Dielectric barrier discharge is an important method in plasma-enabled energy conversion. By coupling different power sources, plasma parameters can be easily controlled by a variety of operating parameters to optimize plasma-enabled non-oxidative methane conversion and plasma-catalytic ammonia synthesis. Due to the complexity of the reactions in the plasma, the application of the trial-and-error experiment method to multi-parameter problems will consume a lot of resources and time. When the cause of the change in response can be known, multi-parameter regression and sure independence screening and sparsifying operator can reasonably predict the changing relationship between the influencing factors and the experimental results, and at the same time give the expression, which is applied to the prediction of plasma-enabled non-oxidative methane conversion under different rising times, pulse widths, frequencies, and voltages.

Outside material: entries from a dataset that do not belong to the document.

use anyhow::{Context, Result};
use sha2::{Digest as _, Sha256};
use std::path::{Path, PathBuf};

/// Represents a content-addressable digest (e.g., "sha256:abc123...")
#[derive(Debug, Clone, PartialEq, Eq, Hash, PartialOrd, Ord)]
pub struct Digest {
    algorithm: String,
    hash: String,
}

impl Digest {
    /// Parse a digest string in format "algorithm:hash"
    pub fn parse(digest: &str) -> Result<Self> {
        let (algorithm, hash) = digest.split_once(':').with_context(|| {
            format!(
                "Invalid digest format (expected 'algorithm:hash'): {}",
                digest
            )
        })?;

        if algorithm.is_empty() || hash.is_empty() {
            anyhow::bail!("Invalid digest format (empty component): {}", digest);
        }
        if !hash.chars().all(|c| c.is_ascii_hexdigit()) {
            anyhow::bail!("Invalid digest hash (expected hex): {}", digest);
        }

        Ok(Self {
            algorithm: algorithm.to_string(),
            hash: hash.to_ascii_lowercase(),
        })
    }

    /// sha256 digest of `bytes`
    pub fn sha256(bytes: &[u8]) -> Self {
        Self {
            algorithm: "sha256".to_string(),
            hash: hex::encode(Sha256::digest(bytes)),
        }
    }

    /// Get the algorithm part (e.g., "sha256")
    pub fn algorithm(&self) -> &str {
        &self.algorithm
    }

    /// Get the hash part
    pub fn hash(&self) -> &str {
        &self.hash
    }

    /// Short form used in logs
    pub fn short(&self) -> &str {
        &self.hash[..self.hash.len().min(12)]
    }

    /// Convert digest to blob storage path within an OCI layout directory
    pub fn to_blob_path(&self, layout_dir: &Path) -> PathBuf {
        layout_dir
            .join("blobs")
            .join(&self.algorithm)
            .join(&self.hash)
    }

    /// Check `bytes` against this digest. Only sha256 is supported.
    pub fn verify(&self, bytes: &[u8]) -> bool {
        self.algorithm == "sha256" && Self::sha256(bytes).hash == self.hash
    }
}

impl std::fmt::Display for Digest {
    fn fmt(&self, f: &mut std::fmt::Formatter<'_>) -> std::fmt::Result {
        write!(f, "{}:{}", self.algorithm, self.hash)
    }
}

impl std::str::FromStr for Digest {
    type Err = anyhow::Error;

    fn from_str(s: &str) -> Result<Self> {
        Self::parse(s)
    }
}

However, catalysts are usually added in plasma energy conversion. The characteristics of catalysts are determined by multiple macro- and micro-characteristics. If fitting analysis is carried out for each feature, the problem of data explosion will be brought about, and this is not feasible in the experiment. Therefore, the artificial neural network is used to explain the influence of the N₂ ratio and gas temperature of different catalysts due to the lack of clear characteristic quantity to characterize the catalytic action in plasma-catalytic ammonia synthesis. Different machine learning methods applied to different problems will accelerate the parameter optimization in plasma-enabled energy conversion.